As part of the attorney’s substantive role in the transaction, the court stated that "there must be a genuine attorney-client relationship" between the lender and the attorney handling the closing. An intermediary who exercises an inappropriate amount of control over the attorney can be "itself deemed to be engaged in the unauthorized practice of law." Witness-only closings would constitute a per se violation.
The SJC did recognize that certain administrative functions may properly be delegated to non-attorneys. These functions include the ordering of title examinations and abstracts as well as third-party reports such as municipal lien certificates, property appraisals and flood reports; the preparation of title commitments and the issuance of title insurance policies; and the preparation of certain documents necessary for the closing, including the HUD-1 or HUD 1A settlement statements.

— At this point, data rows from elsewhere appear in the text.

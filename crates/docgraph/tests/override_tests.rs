//! Integration tests for module overrides
//! Removal, docstring replacement, configured overrides and validation

use docgraph::{helpers, link_inheritance, Context, DocConfig, DocError, DocWarning, ModuleBuilder};
use docgraph_reflect_api::{MemoryProvider, ObjectId, OverrideValue, Parameter, Signature};

fn docstring(ctx: &Context, refname: &str) -> String {
    let id = ctx.lookup(refname).unwrap_or_else(|| panic!("{} not registered", refname));
    ctx.doc(id).unwrap().docstring().to_string()
}

fn member_names(ctx: &Context, refname: &str) -> Vec<String> {
    let id = ctx.lookup(refname).unwrap();
    ctx.doc(id)
        .unwrap()
        .members()
        .iter()
        .map(|d| d.name().to_string())
        .collect()
}

/// Provider with module `shapes`, returned with the module and `Shape` handles.
fn shapes() -> (MemoryProvider, ObjectId, ObjectId) {
    let mut provider = MemoryProvider::new();
    let m = provider.add_module("shapes");
    let shape = provider.add_class(m, "Shape", &[], "A shape.");
    provider.add_method(shape, "area", "Compute the area.");
    provider.add_method(shape, "draw", "Draw it.");
    provider.add_function(m, "unit", "The unit shape.");
    (provider, m, shape)
}

#[test]
fn test_remove_class_member() {
    let (mut provider, m, _) = shapes();
    provider.add_override(m, "Shape.draw", false);

    let (ctx, _) = helpers::document(&provider, "shapes", &DocConfig::default()).unwrap();

    assert_eq!(member_names(&ctx, "shapes.Shape"), vec!["area"]);
    assert!(ctx.lookup("shapes.Shape.draw").is_none());
    assert!(ctx.refnames().all(|(key, _)| !key.starts_with("shapes.Shape.draw.")));
    assert!(ctx.warnings().iter().all(|w| !matches!(w, DocWarning::UnknownOverride { .. })));
}

#[test]
fn test_remove_class_and_nested_entries() {
    let (mut provider, m, _) = shapes();
    provider.add_override(m, "Shape", false);

    let (ctx, _) = helpers::document(&provider, "shapes", &DocConfig::default()).unwrap();

    assert_eq!(member_names(&ctx, "shapes"), vec!["unit"]);
    assert!(ctx.lookup("shapes.Shape").is_none());
    assert!(ctx.lookup("shapes.Shape.area").is_none());
    assert!(ctx.lookup("shapes.Shape.draw").is_none());
}

#[test]
fn test_replace_docstring() {
    let (mut provider, m, _) = shapes();
    provider.add_override(m, "unit", "  Replaced\n  text.");
    provider.add_override(m, "Shape.area", "Area in square units.");

    let (ctx, _) = helpers::document(&provider, "shapes", &DocConfig::default()).unwrap();

    assert_eq!(docstring(&ctx, "shapes.unit"), "Replaced\ntext.");
    assert_eq!(docstring(&ctx, "shapes.Shape.area"), "Area in square units.");
}

#[test]
fn test_replaced_docstring_is_inherited() {
    let (mut provider, m, shape) = shapes();
    provider.add_class(m, "Square", &[shape], "A square.");
    provider.add_override(m, "Shape.area", "Area in square units.");

    let (ctx, _) = helpers::document(&provider, "shapes", &DocConfig::default()).unwrap();

    // Same underlying object, so the subclass copy follows the override.
    assert_eq!(docstring(&ctx, "shapes.Square.area"), "Area in square units.");
}

#[test]
fn test_configured_override_wins() {
    let (mut provider, m, _) = shapes();
    provider.add_override(m, "unit", "From the module.");
    let config = DocConfig::default().with_override("shapes", "unit", "From the config.");

    let (ctx, _) = helpers::document(&provider, "shapes", &config).unwrap();

    assert_eq!(docstring(&ctx, "shapes.unit"), "From the config.");
}

#[test]
fn test_unknown_keys_warn() {
    let (mut provider, m, _) = shapes();
    provider.add_override(m, "missing", false);
    provider.add_override(m, "ghost", "Nobody reads this.");

    let (ctx, _) = helpers::document(&provider, "shapes", &DocConfig::default()).unwrap();

    let unknown: Vec<&str> = ctx
        .warnings()
        .iter()
        .filter_map(|w| match w {
            DocWarning::UnknownOverride { key, .. } => Some(key.as_str()),
            _ => None,
        })
        .collect();
    assert_eq!(unknown, vec!["missing", "ghost"]);
}

#[test]
fn test_null_removal_is_deprecated() {
    let (mut provider, m, _) = shapes();
    provider.add_override(m, "unit", OverrideValue::Null);

    let (ctx, _) = helpers::document(&provider, "shapes", &DocConfig::default()).unwrap();

    assert!(ctx.lookup("shapes.unit").is_none());
    assert!(ctx.warnings().contains(&DocWarning::DeprecatedNullOverride {
        module: "shapes".to_string(),
        key: "unit".to_string(),
    }));
}

#[test]
fn test_invalid_value_aborts_without_changes() {
    let (mut provider, m, _) = shapes();
    provider.add_override(m, "unit", "Would be replaced.");
    provider.add_override(m, "Shape", true);

    let config = DocConfig::default();
    let (mut ctx, module) = ModuleBuilder::new(&provider, &config)
        .build_standalone("shapes")
        .unwrap();

    let err = link_inheritance(&mut ctx, &config).unwrap_err();
    match &err {
        DocError::InvalidOverride { module, key, found } => {
            assert_eq!(module, "shapes");
            assert_eq!(key, "Shape");
            assert_eq!(found, "bool");
        }
        other => panic!("expected an invalid override, got {:?}", other),
    }
    assert!(err.to_string().contains("must be strings or False"));

    assert_eq!(docstring(&ctx, "shapes.unit"), "The unit shape.");
    assert!(ctx.lookup("shapes.Shape").is_some());
    assert!(!ctx.doc(module).unwrap().as_module().unwrap().is_linked());
}

#[test]
fn test_invalid_value_in_later_module_leaves_earlier_modules_untouched() {
    let (mut provider, _, _) = shapes();
    let other = provider.add_module("other");
    provider.add_function(other, "helper", "Help.");
    provider.add_override(other, "helper", true);

    let config = DocConfig::default().with_override("shapes", "unit", "From the config.");
    let mut ctx = Context::new();
    let builder = ModuleBuilder::new(&provider, &config);
    let first = builder.build(&mut ctx, "shapes").unwrap();
    builder.build(&mut ctx, "other").unwrap();

    let err = link_inheritance(&mut ctx, &config).unwrap_err();
    assert!(matches!(
        &err,
        DocError::InvalidOverride { module, key, .. } if module == "other" && key == "helper"
    ));

    let shapes = ctx.doc(first).unwrap().as_module().unwrap();
    assert!(shapes.data().overrides.is_empty());
    assert!(!shapes.is_linked());
    assert_eq!(docstring(&ctx, "shapes.unit"), "The unit shape.");
}

#[test]
fn test_constructor_override_hides_params() {
    let (mut provider, m, shape) = shapes();
    provider.set_init(
        shape,
        "Create a shape.",
        Some(Signature::new(vec![
            Parameter::positional("self"),
            Parameter::positional("sides").with_default("3"),
        ])),
    );

    let config = DocConfig::default();
    let (ctx, _) = helpers::document(&provider, "shapes", &config).unwrap();
    let id = ctx.lookup("shapes.Shape").unwrap();
    let class = ctx.doc(id).unwrap();
    assert_eq!(class.as_class().unwrap().params(false, None), vec!["sides=3"]);
    assert_eq!(class.docstring(), "A shape.\n\nCreate a shape.");

    provider.add_override(m, "Shape.__init__", false);
    let (ctx, _) = helpers::document(&provider, "shapes", &config).unwrap();
    let id = ctx.lookup("shapes.Shape").unwrap();
    let class = ctx.doc(id).unwrap().as_class().unwrap();
    assert!(class.params(false, None).is_empty());
    assert!(ctx.warnings().iter().all(|w| !matches!(w, DocWarning::UnknownOverride { .. })));

    let configured = DocConfig::default().with_override("shapes", "shapes.Shape.__init__", false);
    let (ctx, _) = helpers::document(&shapes_with_init(), "shapes", &configured).unwrap();
    let id = ctx.lookup("shapes.Shape").unwrap();
    assert!(ctx.doc(id).unwrap().as_class().unwrap().params(false, None).is_empty());
}

fn shapes_with_init() -> MemoryProvider {
    let (mut provider, _, shape) = shapes();
    provider.set_init(
        shape,
        "",
        Some(Signature::new(vec![Parameter::positional("self"), Parameter::positional("n")])),
    );
    provider
}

However, in addition to the closing itself, the SJC also confirmed that other closing related activities are considered to be the practice of law including "drafting for others of deeds to real property" (the court noted that mortgages fall into this category since "mortgage transactions are conveyances of title in the Commonwealth because Massachusetts is a so-called ‘title theory’ State"), "interpreting the legal status of a title", "analyzing title abstracts and other records to render a legal opinion as to marketability of title" and "in addition to marketability of title, a closing attorney has a duty to effectuate a valid transfer of the interests being conveyed at the closing." The court stated further that this duty "includes not only the actual transfer of title on behalf of the attorney’s client, but also the transfer of the consideration for the conveyance – typically mortgage loan proceeds."
In addition to citing the Massachusetts statute pertaining to the unauthorized practice of law [MGL ch. 221, § 46], the court discussed two Massachusetts statutes with direct application to the real estate closing process, MGL ch. 183, § 63B (good funds statute) and MGL ch. 93, § 70 (attorney certification of title statute). The good funds statute requires that the lender deliver good funds to the borrower, the borrower’s attorney or the lender’s attorney before the executed mortgage is delivered to the registry of deeds for recording. Compliance with this statute is a part of the closing attorney’s responsibility to ‘effectuate the transaction’ which includes not only insuring that the delivery of funds is properly made, but that the mortgage is properly recorded and that prior mortgages and liens are properly paid off and discharged. Click here for a link to the cited statutes.
In connection with a purchase money first mortgage transaction secured by a 1-4 family dwelling to be occupied in whole or in part by the borrower, MGL ch. 93, § 70 requires the attorney acting for or on behalf of the lender to certify title to the borrower and lender based upon a title examination which covers a period of at least fifty years from the date of the conveyance. The certification must state that the borrower holds good and sufficient record title to the mortgaged premises and that the lender holds a good and sufficient record first mortgage to the property.
All MAST and Multi-State agents conducting business in the State of Massachusetts should consult with their own counsel for advice on closing practices and adherence to these latest developments.